Des accusations que rejette en bloc la partie française. “Notre position n’est pas différente des Américains. La preuve, nous sommes arrivés à un texte commun, et cela n’aurait jamais été le cas si la situation avait été aussi dramatique qu’on le décrit.” Après dix années de front commun contre la menace nucléaire iranienne, les Occidentaux n’auront jamais paru autant désunis. “Nous étions fermes, car il n’y avait personne en face de nous pour négocier”, souligne une source diplomatique occidentale. “Aujourd’hui, nous négocions vraiment.” Le diplomate admet toutefois : “Le groupe de 5 + 1 n’est pas très homogène, c’est comme faire du slalom avec un autobus.” Mais il se veut rassurant : “Il y a des tensions, car nous approchons d’un accord.”

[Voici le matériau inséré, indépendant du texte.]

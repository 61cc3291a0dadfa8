//! Change classification against the persisted snapshot.
//!
//! Only the volatile fields are compared. Stable descriptive fields are
//! assumed immutable by the source and are not diffed, though the raw
//! payload is refreshed harmlessly on every update write. Reconciliation
//! is idempotent: the same record twice with no intervening change yields
//! `Unchanged` the second time.

use anyhow::Result;

use crate::models::Vacancy;
use crate::store::SnapshotStore;

/// How one fetched record relates to its snapshot.
#[derive(Debug, Clone, PartialEq)]
pub enum Outcome {
    /// Never seen before; a full row was written.
    New,
    /// Volatile fields differ; lists exactly the fields that changed, in
    /// the fixed order fill_rate, dynamic_status, procured_amount.
    Updated(Vec<String>),
    /// Nothing to do; no write occurred.
    Unchanged,
}

/// Classify `vacancy` against the store and persist accordingly.
pub async fn reconcile(
    store: &dyn SnapshotStore,
    vacancy: &Vacancy,
    now: i64,
) -> Result<Outcome> {
    let Some(snapshot) = store.volatile_snapshot(&vacancy.id).await? else {
        store.insert_vacancy(vacancy, now).await?;
        return Ok(Outcome::New);
    };

    let mut changed = Vec::new();
    if snapshot.fill_rate != vacancy.fill_rate {
        changed.push("fill_rate".to_string());
    }
    if snapshot.dynamic_status != vacancy.dynamic_status {
        changed.push("dynamic_status".to_string());
    }
    if snapshot.procured_amount != vacancy.procured_amount {
        changed.push("procured_amount".to_string());
    }

    if changed.is_empty() {
        return Ok(Outcome::Unchanged);
    }

    store.update_volatile(vacancy, now).await?;
    Ok(Outcome::Updated(changed))
}

#[cfg(test)]
mod tests {
    use super::*;
    use crate::store::InMemoryStore;
    use serde_json::json;

    fn vacancy(id: &str, fill_rate: f64, status: &str, amount: f64) -> Vacancy {
        Vacancy::from_node(&json!({
            "id": id,
            "title": "Ward nurse",
            "profession": "NURSE",
            "procuredAmount": amount,
            "tender": {"fillRate": fill_rate, "dynamicStatus": status},
        }))
        .unwrap()
    }

    #[tokio::test]
    async fn unknown_id_is_new_then_unchanged() {
        let store = InMemoryStore::new();
        let v = vacancy("vac-1", 0.5, "OPEN", 500.0);

        assert_eq!(reconcile(&store, &v, 1000).await.unwrap(), Outcome::New);
        // identical record again: idempotent, never New twice
        assert_eq!(
            reconcile(&store, &v, 2000).await.unwrap(),
            Outcome::Unchanged
        );
    }

    #[tokio::test]
    async fn fill_rate_change_lists_exactly_that_field() {
        let store = InMemoryStore::new();
        reconcile(&store, &vacancy("vac-1", 0.5, "OPEN", 500.0), 1000)
            .await
            .unwrap();

        let outcome = reconcile(&store, &vacancy("vac-1", 0.8, "OPEN", 500.0), 2000)
            .await
            .unwrap();
        assert_eq!(outcome, Outcome::Updated(vec!["fill_rate".to_string()]));
    }

    #[tokio::test]
    async fn multiple_changes_report_in_fixed_order() {
        let store = InMemoryStore::new();
        reconcile(&store, &vacancy("vac-1", 0.5, "OPEN", 500.0), 1000)
            .await
            .unwrap();

        let outcome = reconcile(&store, &vacancy("vac-1", 0.9, "FILLED", 520.0), 2000)
            .await
            .unwrap();
        assert_eq!(
            outcome,
            Outcome::Updated(vec![
                "fill_rate".to_string(),
                "dynamic_status".to_string(),
                "procured_amount".to_string(),
            ])
        );
    }

    #[tokio::test]
    async fn update_never_touches_first_seen() {
        let store = InMemoryStore::new();
        reconcile(&store, &vacancy("vac-1", 0.5, "OPEN", 500.0), 1000)
            .await
            .unwrap();
        reconcile(&store, &vacancy("vac-1", 0.8, "OPEN", 500.0), 2000)
            .await
            .unwrap();

        let row = store.row("vac-1").unwrap();
        assert_eq!(row.first_seen_at, 1000);
        assert_eq!(row.last_updated_at, 2000);
        assert_eq!(row.vacancy.fill_rate, 0.8);
    }

    #[tokio::test]
    async fn unchanged_never_touches_last_updated() {
        let store = InMemoryStore::new();
        let v = vacancy("vac-1", 0.5, "OPEN", 500.0);
        reconcile(&store, &v, 1000).await.unwrap();
        reconcile(&store, &v, 5000).await.unwrap();

        let row = store.row("vac-1").unwrap();
        assert_eq!(row.last_updated_at, 1000);
        assert_eq!(row.first_seen_at, 1000);
    }

    #[tokio::test]
    async fn stable_field_changes_are_not_detected() {
        let store = InMemoryStore::new();
        let v = vacancy("vac-1", 0.5, "OPEN", 500.0);
        reconcile(&store, &v, 1000).await.unwrap();

        let mut retitled = v.clone();
        retitled.title = "Completely new title".into();
        retitled.raw_json = r#"{"id":"vac-1","title":"Completely new title"}"#.into();
        // title is a stable field; it does not drive classification
        assert_eq!(
            reconcile(&store, &retitled, 2000).await.unwrap(),
            Outcome::Unchanged
        );
    }
}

La fenêtre d’opportunité se réduit pourtant comme peau de chagrin. Un nouvel échec lors de la prochaine et dernière chance, le 20 novembre prochain à Genève, pourrait mettre le président iranien Hassan Rohani en porte à faux devant le guide suprême à qui il a promis une levée des sanctions. Car avec l’année 2014 arrivera le temps des nouvelles sanctions du Congrès américain, qui doucheront définitivement les chances d’une issue diplomatique à cette crise.
(1) François Nicoullaud, auteur de Le turban et la rose : journal inattendu d’un ambassadeur à Téhéran(Éditions Ramsay).
(2) François Géré, auteur de Dictionnaire de la désinformation (éditions Armand Colin).